(Stored data):
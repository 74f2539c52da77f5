//! Source resolution: turn a tool source into a PDF path on disk

use crate::error::{Error, Result};
use crate::source::CacheManager;
use base64::Engine;
use std::io::Write;
use std::path::{Path, PathBuf};
use tempfile::NamedTempFile;

/// A PDF ready for extraction.
///
/// Uploaded bytes are materialized to a temporary file that is deleted when
/// this value is dropped.
pub struct ResolvedPdf {
    pub path: PathBuf,
    pub source_name: String,
    _upload: Option<NamedTempFile>,
}

/// Resolve a file path. Existence and format checks are left to the extractor.
pub fn resolve_path<P: AsRef<Path>>(path: P) -> ResolvedPdf {
    let path = path.as_ref();
    ResolvedPdf {
        path: path.to_path_buf(),
        source_name: path.display().to_string(),
        _upload: None,
    }
}

/// Write uploaded bytes to a temporary `.pdf` file
pub fn materialize_upload(data: &[u8], source_name: String) -> Result<ResolvedPdf> {
    let mut file = tempfile::Builder::new()
        .prefix("deep-pdf-upload-")
        .suffix(".pdf")
        .tempfile()?;
    file.write_all(data)?;
    file.flush()?;

    Ok(ResolvedPdf {
        path: file.path().to_path_buf(),
        source_name,
        _upload: Some(file),
    })
}

/// Resolve base64 encoded upload data
pub fn resolve_base64(base64_data: &str) -> Result<ResolvedPdf> {
    let engine = base64::engine::general_purpose::STANDARD;
    let data = engine.decode(base64_data.trim())?;
    materialize_upload(&data, "<base64>".to_string())
}

/// Resolve a cache key to a previously uploaded document
pub fn resolve_cache(cache_key: &str, cache: &CacheManager) -> Result<ResolvedPdf> {
    let entry = cache.get(cache_key).ok_or_else(|| Error::CacheKeyNotFound {
        key: cache_key.to_string(),
    })?;

    materialize_upload(&entry.pdf, format!("<cache:{}>", cache_key))
}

(WORK ORDER):
Your task is to collect every line above that contains the word "format".

(ANSWER TO THE EXERCISE):
/// Resolve a file path. Existence and format checks are left to the extractor.
    materialize_upload(&entry.pdf, format!("<cache:{}>", cache_key))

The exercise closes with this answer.